*** Records provided ***

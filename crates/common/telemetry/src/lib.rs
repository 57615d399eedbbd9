// Copyright 2025 Crrow
//
// Licensed under the Apache License, Version 2.0 (the "License");
// you may not use this file except in compliance with the License.
// You may obtain a copy of the License at
//
//      http://www.apache.org/licenses/LICENSE-2.0
//
// Unless required by applicable law or agreed to in writing, software
// distributed under the License is distributed on an "AS IS" BASIS,
// WITHOUT WARRANTIES OR CONDITIONS OF ANY KIND, either express or implied.
// See the License for the specific language governing permissions and
// limitations under the License.

//! Logging setup and panic reporting shared by durq binaries and tests.

pub mod logging;
mod panic_hook;

pub use logging::{
    LogFormat, LoggingOptions, init_default_ut_logging, init_global_logging, init_tracing_subscriber,
};
pub use panic_hook::{PANIC_COUNT, set_panic_hook};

*** End of Records provided ***

Your reply should be the lines from the one that contains "mod panic_hook;" through the end of the listing above, repeated exactly.

mod panic_hook;

pub use logging::{
    LogFormat, LoggingOptions, init_default_ut_logging, init_global_logging, init_tracing_subscriber,
};
pub use panic_hook::{PANIC_COUNT, set_panic_hook};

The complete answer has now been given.